Quarterly income taxes compared to the second quarter of 2021:
•Income tax expense was $54.8 million compared to $34.0 million, and the effective tax rate was 23.1 percent compared to 26.6 percent. The higher effective tax rate in the period a year ago reflects the effects of merger related expenses recognized during the period that were estimated to be largely nondeductible for tax purposes.
Investment securities:
•Total investment securities, net were $15.2 billion, compared to $15.1 billion at March 31, 2022 and $8.9 billion at June 30, 2021. The carrying value of the available-for-sale portfolio included $609.8 million of net unrealized losses, compared to net unrealized losses of $328.4 million at March 31, 2022 and net unrealized gains of $49.3 million at June 30, 2021. The carrying value of the held-to-maturity portfolio does not reflect $539.4 million of net unrealized losses, compared to net unrealized losses of $270.8 million at March 31, 2022 and net unrealized gains of $170.5 million at June 30, 2021.
Loans and Leases:
•Total loans and leases were $45.6 billion, compared to $43.5 billion at March 31, 2022 and $21.5 billion at June 30, 2021. Compared to March 31, 2022, commercial loans and leases increased by $1.1 billion, commercial real estate loans and leases increased by $0.6 billion, residential mortgages increased by $0.4 billion, and consumer loans decreased by $6.5 million.

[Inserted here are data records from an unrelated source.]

use std::fmt;

use serde::Serialize;
use tcp_mock_abstract::{Direction, Flag, Segment, SegmentObserver};

/// Human-readable dump of one segment under a title.
pub struct SegmentReport<'a> {
    pub title: &'a str,
    pub segment: &'a Segment,
}

impl<'a> SegmentReport<'a> {
    pub fn new(title: &'a str, segment: &'a Segment) -> Self {
        Self { title, segment }
    }
}

impl fmt::Display for SegmentReport<'_> {
    fn fmt(&self, f: &mut fmt::Formatter<'_>) -> fmt::Result {
        let seg = self.segment;

        // URG first, FIN last
        let bits: String = Flag::ALL
            .iter()
            .rev()
            .map(|flag| if seg.check_flag(*flag) { '1' } else { '0' })
            .collect();
        let names: String = seg
            .control
            .set_flags()
            .map(|flag| format!(" {flag}"))
            .collect();

        writeln!(f, "{}", self.title)?;
        writeln!(f, "{}", "-".repeat(self.title.chars().count()))?;
        writeln!(f, "srcport:         {}", seg.src_port)?;
        writeln!(f, "destport:        {}", seg.dst_port)?;
        writeln!(f, "sequence:        {}", seg.seq_num)?;
        writeln!(f, "acknowledgment:  {}", seg.ack_num)?;
        writeln!(f, "offset:          {}", seg.header_len())?;
        writeln!(f, "reserved:        0x{:06X}", seg.reserved())?;
        writeln!(f, "flags:           0b{bits}{names}")?;
        writeln!(f, "receive:         0x{:04X}", seg.window)?;
        writeln!(f, "checksum:        0x{:04X}", seg.checksum)?;
        writeln!(f, "urgent:          0x{:04X}", seg.urgent_ptr)?;
        writeln!(f, "options:         0x{:08X}", seg.options)
    }
}

#[derive(Debug, Clone, Serialize)]
pub struct TraceEntry {
    pub direction: Direction,
    pub title: String,
    pub segment: Segment,
    /// Encoded bytes as lowercase hex.
    pub wire: String,
}

/// Records every segment of an exchange; serializable for export.
#[derive(Debug, Clone, Default, Serialize)]
pub struct ExchangeTrace {
    pub entries: Vec<TraceEntry>,
}

impl ExchangeTrace {
    pub fn new() -> Self {
        Self::default()
    }

    pub fn len(&self) -> usize {
        self.entries.len()
    }

    pub fn is_empty(&self) -> bool {
        self.entries.is_empty()
    }

    /// Segments that went out, in order.
    pub fn sent(&self) -> impl Iterator<Item = &Segment> {
        self.entries
            .iter()
            .filter(|e| e.direction == Direction::Outgoing)
            .map(|e| &e.segment)
    }

    /// Segments that were received and accepted, in order.
    pub fn received(&self) -> impl Iterator<Item = &Segment> {
        self.entries
            .iter()
            .filter(|e| e.direction == Direction::Incoming)
            .map(|e| &e.segment)
    }
}

impl SegmentObserver for ExchangeTrace {
    fn on_segment(&mut self, direction: Direction, title: &str, segment: &Segment) {
        let wire = segment
            .encode()
            .iter()
            .map(|b| format!("{b:02x}"))
            .collect();
        self.entries.push(TraceEntry {
            direction,
            title: title.to_string(),
            segment: *segment,
            wire,
        });
    }
}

•Compared to a year ago, commercial loans and leases increased by $10.1 billion, commercial real estate loans and leases increased by $11.7 billion, and residential mortgages increased by $2.4 billion, while consumer loans decreased by $29.6 million.
•Loan originations for the portfolio were $5.0 billion, compared to $2.6 billion in the prior quarter and $2.3 billion a year ago. In addition, $5.0 million of residential loans were originated for sale in the quarter, compared to $23.1 million in the prior quarter and $54.6 million a year ago.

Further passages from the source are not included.